Draw out every line with the word "Deserialize" from the listing below.

══════════

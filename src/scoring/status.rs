// Credibility status bands.
//
// Status, message, and color are a fixed function of the clamped score.
// The bands are exhaustive and mutually exclusive: >=70, 40-69, <40.

use serde::{Deserialize, Serialize};

/// The three credibility bands a score can fall into.
#[derive(Debug, Clone, Copy, PartialEq, Eq, Serialize, Deserialize)]
pub enum CredibilityStatus {
    #[serde(rename = "Likely Reliable")]
    LikelyReliable,
    #[serde(rename = "Needs Verification")]
    NeedsVerification,
    #[serde(rename = "Potentially Misleading")]
    PotentiallyMisleading,
}

impl CredibilityStatus {
    /// Determine the band from a credibility score (0-100).
    pub fn from_score(score: u8) -> Self {
        match score {
            s if s >= 70 => CredibilityStatus::LikelyReliable,
            s if s >= 40 => CredibilityStatus::NeedsVerification,
            _ => CredibilityStatus::PotentiallyMisleading,
        }
    }

    pub fn as_str(&self) -> &'static str {
        match self {
            CredibilityStatus::LikelyReliable => "Likely Reliable",
            CredibilityStatus::NeedsVerification => "Needs Verification",
            CredibilityStatus::PotentiallyMisleading => "Potentially Misleading",
        }
    }

    /// Human-readable explanation shown next to the score.
    pub fn message(&self) -> &'static str {
        match self {
            CredibilityStatus::LikelyReliable => {
                "This content appears credible based on language and structural analysis."
            }
            CredibilityStatus::NeedsVerification => {
                "Mixed signals detected. Verify with multiple trusted sources before sharing."
            }
            CredibilityStatus::PotentiallyMisleading => {
                "Potential misinformation detected. Please verify carefully before believing or sharing."
            }
        }
    }

    /// Display color as a hex string.
    pub fn color(&self) -> &'static str {
        match self {
            CredibilityStatus::LikelyReliable => "#00ba7c",
            CredibilityStatus::NeedsVerification => "#f59e0b",
            CredibilityStatus::PotentiallyMisleading => "#ef4444",
        }
    }
}

impl std::fmt::Display for CredibilityStatus {
    fn fmt(&self, f: &mut std::fmt::Formatter<'_>) -> std::fmt::Result {
        write!(f, "{}", self.as_str())
    }
}

#[cfg(test)]
mod tests {
    use super::*;

    #[test]
    fn test_serializes_as_label() {
        let json = serde_json::to_string(&CredibilityStatus::NeedsVerification).unwrap();
        assert_eq!(json, "\"Needs Verification\"");
    }

    #[test]
    fn test_colors_are_distinct() {
        let colors = [
            CredibilityStatus::LikelyReliable.color(),
            CredibilityStatus::NeedsVerification.color(),
            CredibilityStatus::PotentiallyMisleading.color(),
        ];
        assert_ne!(colors[0], colors[1]);
        assert_ne!(colors[1], colors[2]);
    }
}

══════════

Your solution ::
use serde::{Deserialize, Serialize};
#[derive(Debug, Clone, Copy, PartialEq, Eq, Serialize, Deserialize)]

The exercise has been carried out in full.